Only an exact retyping of all the entries counts as an answer.

··· DATASET ENTRIES

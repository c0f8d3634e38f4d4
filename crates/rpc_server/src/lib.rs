//! HTTP surface of a cohort node.
//!
//! Commands and queries live under `/v1/p2p`; the internal Raft transport
//! consumed by peers lives under `/v1/raft`. Writes are admitted only on the
//! leader (followers answer 421 with a leader hint); reads are served from
//! this replica's applied state.

mod handlers;

use cohort_consensus::ConsensusNode;
use cohort_crypto::TxVerifier;
use cohort_events::EventHub;
use cohort_state::SharedState;
use std::net::SocketAddr;
use std::sync::Arc;
use tokio::sync::oneshot;
use tokio::task::JoinHandle;
use tracing::info;
use warp::{Filter, Rejection, Reply};

/// Everything the handlers need, shared across requests.
pub struct ApiContext {
    pub node_id: String,
    pub state: SharedState,
    pub node: Arc<ConsensusNode>,
    pub hub: Arc<EventHub>,
    pub verifier: Arc<dyn TxVerifier>,
}

fn with_ctx(
    ctx: Arc<ApiContext>,
) -> impl Filter<Extract = (Arc<ApiContext>,), Error = std::convert::Infallible> + Clone {
    warp::any().map(move || ctx.clone())
}

/// The full route tree, rejection handling included.
pub fn routes(
    ctx: Arc<ApiContext>,
) -> impl Filter<Extract = impl Reply, Error = Rejection> + Clone {
    let tx = warp::path!("v1" / "p2p" / "tx")
        .and(warp::post())
        .and(warp::body::content_length_limit(1024 * 1024))
        .and(warp::body::json())
        .and(with_ctx(ctx.clone()))
        .and_then(handlers::submit_tx);

    let session = warp::path!("v1" / "p2p" / "sessions" / String)
        .and(warp::get())
        .and(with_ctx(ctx.clone()))
        .and_then(handlers::get_session);

    let participants = warp::path!("v1" / "p2p" / "sessions" / String / "participants")
        .and(warp::get())
        .and(warp::query())
        .and(with_ctx(ctx.clone()))
        .and_then(handlers::get_participants);

    let open_steps = warp::path!("v1" / "p2p" / "sessions" / String / "steps" / "open")
        .and(warp::get())
        .and(warp::query())
        .and(with_ctx(ctx.clone()))
        .and_then(handlers::get_open_steps);

    let step = warp::path!("v1" / "p2p" / "steps" / String)
        .and(warp::get())
        .and(with_ctx(ctx.clone()))
        .and_then(handlers::get_step);

    let artifacts = warp::path!("v1" / "p2p" / "steps" / String / "artifacts")
        .and(warp::get())
        .and(with_ctx(ctx.clone()))
        .and_then(handlers::get_artifacts);

    let events = warp::path!("v1" / "p2p" / "sessions" / String / "events")
        .and(warp::get())
        .and(warp::query())
        .and(with_ctx(ctx.clone()))
        .and_then(handlers::get_events);

    let stream = warp::path!("v1" / "p2p" / "events" / "stream")
        .and(warp::get())
        .and(warp::query())
        .and(with_ctx(ctx.clone()))
        .and_then(handlers::stream_events);

    let raft_status = warp::path!("v1" / "p2p" / "raft")
        .and(warp::get())
        .and(with_ctx(ctx.clone()))
        .and_then(handlers::raft_status);

    let raft_join = warp::path!("v1" / "p2p" / "raft" / "join")
        .and(warp::post())
        .and(warp::body::content_length_limit(64 * 1024))
        .and(warp::body::json())
        .and(with_ctx(ctx.clone()))
        .and_then(handlers::raft_join);

    let raft_leave = warp::path!("v1" / "p2p" / "raft" / "leave")
        .and(warp::post())
        .and(warp::body::content_length_limit(64 * 1024))
        .and(warp::body::json())
        .and(with_ctx(ctx.clone()))
        .and_then(handlers::raft_leave);

    let stats = warp::path!("v1" / "p2p" / "stats")
        .and(warp::get())
        .and(with_ctx(ctx.clone()))
        .and_then(handlers::get_stats);

    let healthz = warp::path!("v1" / "p2p" / "healthz")
        .and(warp::get())
        .and_then(handlers::healthz)
        .or(warp::path!("healthz")
            .and(warp::get())
            .and_then(handlers::healthz));

    // Internal raft transport, large limit for snapshot chunks.
    let raft_rpc_limit = warp::body::content_length_limit(16 * 1024 * 1024);
    let append_entries = warp::path!("v1" / "raft" / "append-entries")
        .and(warp::post())
        .and(raft_rpc_limit)
        .and(warp::body::json())
        .and(with_ctx(ctx.clone()))
        .and_then(handlers::raft_append_entries);
    let vote = warp::path!("v1" / "raft" / "vote")
        .and(warp::post())
        .and(raft_rpc_limit)
        .and(warp::body::json())
        .and(with_ctx(ctx.clone()))
        .and_then(handlers::raft_vote);
    let install_snapshot = warp::path!("v1" / "raft" / "install-snapshot")
        .and(warp::post())
        .and(raft_rpc_limit)
        .and(warp::body::json())
        .and(with_ctx(ctx))
        .and_then(handlers::raft_install_snapshot);

    tx.or(session)
        .or(participants)
        .or(open_steps)
        .or(step)
        .or(artifacts)
        .or(events)
        .or(stream)
        .or(raft_join)
        .or(raft_leave)
        .or(raft_status)
        .or(stats)
        .or(healthz)
        .or(append_entries)
        .or(vote)
        .or(install_snapshot)
        .recover(handlers::handle_rejection)
}

/// Binds the surface and serves it until the shutdown signal fires.
/// Returns the bound address (useful with port 0) and the join handle.
pub fn serve(
    ctx: Arc<ApiContext>,
    addr: SocketAddr,
    shutdown: oneshot::Receiver<()>,
) -> anyhow::Result<(SocketAddr, JoinHandle<()>)> {
    let filter = routes(ctx);
    let (bound, server) = warp::serve(filter)
        .try_bind_with_graceful_shutdown(addr, async move {
            let _ = shutdown.await;
        })
        .map_err(|e| anyhow::anyhow!("bind {addr}: {e}"))?;
    info!(%bound, "http surface listening");
    Ok((bound, tokio::spawn(server)))
}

······

SOLUTION.
repository c0f8d3634e38f4d4
filename crates/rpc_server/src/lib.rs
//! HTTP surface of a cohort node.
//!
//! Commands and queries live under `/v1/p2p`; the internal Raft transport
//! consumed by peers lives under `/v1/raft`. Writes are admitted only on the
//! leader (followers answer 421 with a leader hint); reads are served from
//! this replica's applied state.

mod handlers;

use cohort_consensus::ConsensusNode;
use cohort_crypto::TxVerifier;
use cohort_events::EventHub;
use cohort_state::SharedState;
use std::net::SocketAddr;
use std::sync::Arc;
use tokio::sync::oneshot;
use tokio::task::JoinHandle;
use tracing::info;
use warp::{Filter, Rejection, Reply};

/// Everything the handlers need, shared across requests.
pub struct ApiContext {
    pub node_id: String,
    pub state: SharedState,
    pub node: Arc<ConsensusNode>,
    pub hub: Arc<EventHub>,
    pub verifier: Arc<dyn TxVerifier>,
}

fn with_ctx(
    ctx: Arc<ApiContext>,
) -> impl Filter<Extract = (Arc<ApiContext>,), Error = std::convert::Infallible> + Clone {
    warp::any().map(move || ctx.clone())
}

/// The full route tree, rejection handling included.
pub fn routes(
    ctx: Arc<ApiContext>,
) -> impl Filter<Extract = impl Reply, Error = Rejection> + Clone {
    let tx = warp::path!("v1" / "p2p" / "tx")
        .and(warp::post())
        .and(warp::body::content_length_limit(1024 * 1024))
        .and(warp::body::json())
        .and(with_ctx(ctx.clone()))
        .and_then(handlers::submit_tx);

    let session = warp::path!("v1" / "p2p" / "sessions" / String)
        .and(warp::get())
        .and(with_ctx(ctx.clone()))
        .and_then(handlers::get_session);

    let participants = warp::path!("v1" / "p2p" / "sessions" / String / "participants")
        .and(warp::get())
        .and(warp::query())
        .and(with_ctx(ctx.clone()))
        .and_then(handlers::get_participants);

    let open_steps = warp::path!("v1" / "p2p" / "sessions" / String / "steps" / "open")
        .and(warp::get())
        .and(warp::query())
        .and(with_ctx(ctx.clone()))
        .and_then(handlers::get_open_steps);

    let step = warp::path!("v1" / "p2p" / "steps" / String)
        .and(warp::get())
        .and(with_ctx(ctx.clone()))
        .and_then(handlers::get_step);

    let artifacts = warp::path!("v1" / "p2p" / "steps" / String / "artifacts")
        .and(warp::get())
        .and(with_ctx(ctx.clone()))
        .and_then(handlers::get_artifacts);

    let events = warp::path!("v1" / "p2p" / "sessions" / String / "events")
        .and(warp::get())
        .and(warp::query())
        .and(with_ctx(ctx.clone()))
        .and_then(handlers::get_events);

    let stream = warp::path!("v1" / "p2p" / "events" / "stream")
        .and(warp::get())
        .and(warp::query())
        .and(with_ctx(ctx.clone()))
        .and_then(handlers::stream_events);

    let raft_status = warp::path!("v1" / "p2p" / "raft")
        .and(warp::get())
        .and(with_ctx(ctx.clone()))
        .and_then(handlers::raft_status);

    let raft_join = warp::path!("v1" / "p2p" / "raft" / "join")
        .and(warp::post())
        .and(warp::body::content_length_limit(64 * 1024))
        .and(warp::body::json())
        .and(with_ctx(ctx.clone()))
        .and_then(handlers::raft_join);

    let raft_leave = warp::path!("v1" / "p2p" / "raft" / "leave")
        .and(warp::post())
        .and(warp::body::content_length_limit(64 * 1024))
        .and(warp::body::json())
        .and(with_ctx(ctx.clone()))
        .and_then(handlers::raft_leave);

    let stats = warp::path!("v1" / "p2p" / "stats")
        .and(warp::get())
        .and(with_ctx(ctx.clone()))
        .and_then(handlers::get_stats);

    let healthz = warp::path!("v1" / "p2p" / "healthz")
        .and(warp::get())
        .and_then(handlers::healthz)
        .or(warp::path!("healthz")
            .and(warp::get())
            .and_then(handlers::healthz));

    // Internal raft transport, large limit for snapshot chunks.
    let raft_rpc_limit = warp::body::content_length_limit(16 * 1024 * 1024);
    let append_entries = warp::path!("v1" / "raft" / "append-entries")
        .and(warp::post())
        .and(raft_rpc_limit)
        .and(warp::body::json())
        .and(with_ctx(ctx.clone()))
        .and_then(handlers::raft_append_entries);
    let vote = warp::path!("v1" / "raft" / "vote")
        .and(warp::post())
        .and(raft_rpc_limit)
        .and(warp::body::json())
        .and(with_ctx(ctx.clone()))
        .and_then(handlers::raft_vote);
    let install_snapshot = warp::path!("v1" / "raft" / "install-snapshot")
        .and(warp::post())
        .and(raft_rpc_limit)
        .and(warp::body::json())
        .and(with_ctx(ctx))
        .and_then(handlers::raft_install_snapshot);

    tx.or(session)
        .or(participants)
        .or(open_steps)
        .or(step)
        .or(artifacts)
        .or(events)
        .or(stream)
        .or(raft_join)
        .or(raft_leave)
        .or(raft_status)
        .or(stats)
        .or(healthz)
        .or(append_entries)
        .or(vote)
        .or(install_snapshot)
        .recover(handlers::handle_rejection)
}

/// Binds the surface and serves it until the shutdown signal fires.
/// Returns the bound address (useful with port 0) and the join handle.
pub fn serve(
    ctx: Arc<ApiContext>,
    addr: SocketAddr,
    shutdown: oneshot::Receiver<()>,
) -> anyhow::Result<(SocketAddr, JoinHandle<()>)> {
    let filter = routes(ctx);
    let (bound, server) = warp::serve(filter)
        .try_bind_with_graceful_shutdown(addr, async move {
            let _ = shutdown.await;
        })
        .map_err(|e| anyhow::anyhow!("bind {addr}: {e}"))?;
    info!(%bound, "http surface listening");
    Ok((bound, tokio::spawn(server)))
}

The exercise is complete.